use std::sync::Arc;

use parking_lot::RwLock;

use super::{Type, Value};
use crate::errors::{EgoError, ErrorKind, RunResult};

#[derive(Debug)]
struct ArrayData {
    element_type: Type,
    values: Vec<Value>,
    /// Nesting count of active `range` loops; non-zero freezes the array.
    immutable: u32,
}

/// A shared, typed, dense array.
#[derive(Debug, Clone)]
pub struct Array(Arc<RwLock<ArrayData>>);

impl Array {
    #[must_use]
    pub fn new(element_type: Type, values: Vec<Value>) -> Self {
        Self(Arc::new(RwLock::new(ArrayData {
            element_type,
            values,
            immutable: 0,
        })))
    }

    /// An array of `size` copies of `initial`.
    #[must_use]
    pub fn filled(element_type: Type, size: usize, initial: &Value) -> Self {
        let values = (0..size).map(|_| initial.deep_copy()).collect();
        Self::new(element_type, values)
    }

    #[must_use]
    pub fn element_type(&self) -> Type {
        self.0.read().element_type.clone()
    }

    #[must_use]
    pub fn len(&self) -> usize {
        self.0.read().values.len()
    }

    #[must_use]
    pub fn is_empty(&self) -> bool {
        self.0.read().values.is_empty()
    }

    /// Snapshot of the elements.
    #[must_use]
    pub fn values(&self) -> Vec<Value> {
        self.0.read().values.clone()
    }

    pub fn get(&self, index: usize) -> RunResult<Value> {
        let data = self.0.read();
        data.values
            .get(index)
            .cloned()
            .ok_or_else(|| EgoError::new(ErrorKind::ArrayIndex).context(index))
    }

    pub fn set(&self, index: usize, value: Value) -> RunResult<()> {
        let mut data = self.0.write();
        if data.immutable > 0 {
            return Err(ErrorKind::ImmutableArray.into());
        }
        check_element(&data.element_type, &value)?;
        let len = data.values.len();
        let slot = data
            .values
            .get_mut(index)
            .ok_or_else(|| EgoError::new(ErrorKind::ArrayIndex).context(format!("{index} of {len}")))?;
        *slot = value;
        Ok(())
    }

    pub fn append(&self, value: Value) -> RunResult<()> {
        let mut data = self.0.write();
        if data.immutable > 0 {
            return Err(ErrorKind::ImmutableArray.into());
        }
        check_element(&data.element_type, &value)?;
        data.values.push(value);
        Ok(())
    }

    pub fn delete(&self, index: usize) -> RunResult<Value> {
        let mut data = self.0.write();
        if data.immutable > 0 {
            return Err(ErrorKind::ImmutableArray.into());
        }
        if index >= data.values.len() {
            return Err(EgoError::new(ErrorKind::ArrayIndex).context(index));
        }
        Ok(data.values.remove(index))
    }

    /// A new array holding elements `start..end`.
    pub fn slice(&self, start: usize, end: usize) -> RunResult<Self> {
        let data = self.0.read();
        if start > end || end > data.values.len() {
            return Err(EgoError::new(ErrorKind::ArrayBounds).context(format!("{start}:{end}")));
        }
        Ok(Self::new(data.element_type.clone(), data.values[start..end].to_vec()))
    }

    /// A new array with the elements in reverse order.
    #[must_use]
    pub fn reversed(&self) -> Self {
        let data = self.0.read();
        Self::new(data.element_type.clone(), data.values.iter().rev().cloned().collect())
    }

    /// Sorts in place with a caller supplied comparison.
    pub fn sort_by(&self, compare: impl FnMut(&Value, &Value) -> std::cmp::Ordering) -> RunResult<()> {
        let mut data = self.0.write();
        if data.immutable > 0 {
            return Err(ErrorKind::ImmutableArray.into());
        }
        data.values.sort_by(compare);
        Ok(())
    }

    /// Replaces the content wholesale, used by in-place sorts that run bytecode.
    pub fn replace_values(&self, values: Vec<Value>) -> RunResult<()> {
        let mut data = self.0.write();
        if data.immutable > 0 {
            return Err(ErrorKind::ImmutableArray.into());
        }
        data.values = values;
        Ok(())
    }

    /// Increments or decrements the freeze count.
    pub fn set_immutable(&self, immutable: bool) {
        let mut data = self.0.write();
        if immutable {
            data.immutable += 1;
        } else {
            data.immutable = data.immutable.saturating_sub(1);
        }
    }

    #[must_use]
    pub fn is_immutable(&self) -> bool {
        self.0.read().immutable > 0
    }

    #[must_use]
    pub fn ptr_eq(&self, other: &Self) -> bool {
        Arc::ptr_eq(&self.0, &other.0)
    }

    #[must_use]
    pub fn deep_copy(&self) -> Self {
        let data = self.0.read();
        Self::new(
            data.element_type.clone(),
            data.values.iter().map(Value::deep_copy).collect(),
        )
    }

    #[must_use]
    pub fn equals(&self, other: &Self) -> bool {
        if self.ptr_eq(other) {
            return true;
        }
        let (a, b) = (self.values(), other.values());
        a.len() == b.len() && a.iter().zip(&b).all(|(x, y)| x.equals(y))
    }
}

fn check_element(element_type: &Type, value: &Value) -> RunResult<()> {
    if element_type.is_interface() || value.is_null() || element_type.is_type(&value.type_of()) {
        Ok(())
    } else {
        Err(EgoError::new(ErrorKind::TypeMismatch).context(format!("{} into []{element_type}", value.type_of())))
    }
}

#[cfg(test)]
mod tests {
    use pretty_assertions::assert_eq;

    use super::*;

    #[test]
    fn test_immutable_blocks_mutation() {
        let a = Array::new(Type::int(), vec![Value::Int(1)]);
        a.set_immutable(true);
        assert_eq!(a.append(Value::Int(2)).unwrap_err().kind(), ErrorKind::ImmutableArray);
        assert_eq!(a.set(0, Value::Int(2)).unwrap_err().kind(), ErrorKind::ImmutableArray);
        a.set_immutable(false);
        a.append(Value::Int(2)).unwrap();
        assert_eq!(a.len(), 2);
    }

    #[test]
    fn test_typed_array_rejects_other_types() {
        let a = Array::new(Type::int(), vec![]);
        assert_eq!(a.append(Value::from("x")).unwrap_err().kind(), ErrorKind::TypeMismatch);
    }

    #[test]
    fn test_slice_bounds() {
        let a = Array::new(Type::int(), (0..5).map(Value::Int).collect());
        assert_eq!(a.slice(1, 3).unwrap().values(), vec![Value::Int(1), Value::Int(2)]);
        assert_eq!(a.slice(3, 9).unwrap_err().kind(), ErrorKind::ArrayBounds);
        assert_eq!(a.get(7).unwrap_err().kind(), ErrorKind::ArrayIndex);
    }
}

____________________

> _WHAT THE TASK ASKS_: Up to and including the line that contains "pub fn filled(element_type: Type, size: usize, initial: &Value)", restate word for word every line of the entries, starting from the first.

> _SOLUTION_:
use std::sync::Arc;

use parking_lot::RwLock;

use super::{Type, Value};
use crate::errors::{EgoError, ErrorKind, RunResult};

#[derive(Debug)]
struct ArrayData {
    element_type: Type,
    values: Vec<Value>,
    /// Nesting count of active `range` loops; non-zero freezes the array.
    immutable: u32,
}

/// A shared, typed, dense array.
#[derive(Debug, Clone)]
pub struct Array(Arc<RwLock<ArrayData>>);

impl Array {
    #[must_use]
    pub fn new(element_type: Type, values: Vec<Value>) -> Self {
        Self(Arc::new(RwLock::new(ArrayData {
            element_type,
            values,
            immutable: 0,
        })))
    }

    /// An array of `size` copies of `initial`.
    #[must_use]
    pub fn filled(element_type: Type, size: usize, initial: &Value) -> Self {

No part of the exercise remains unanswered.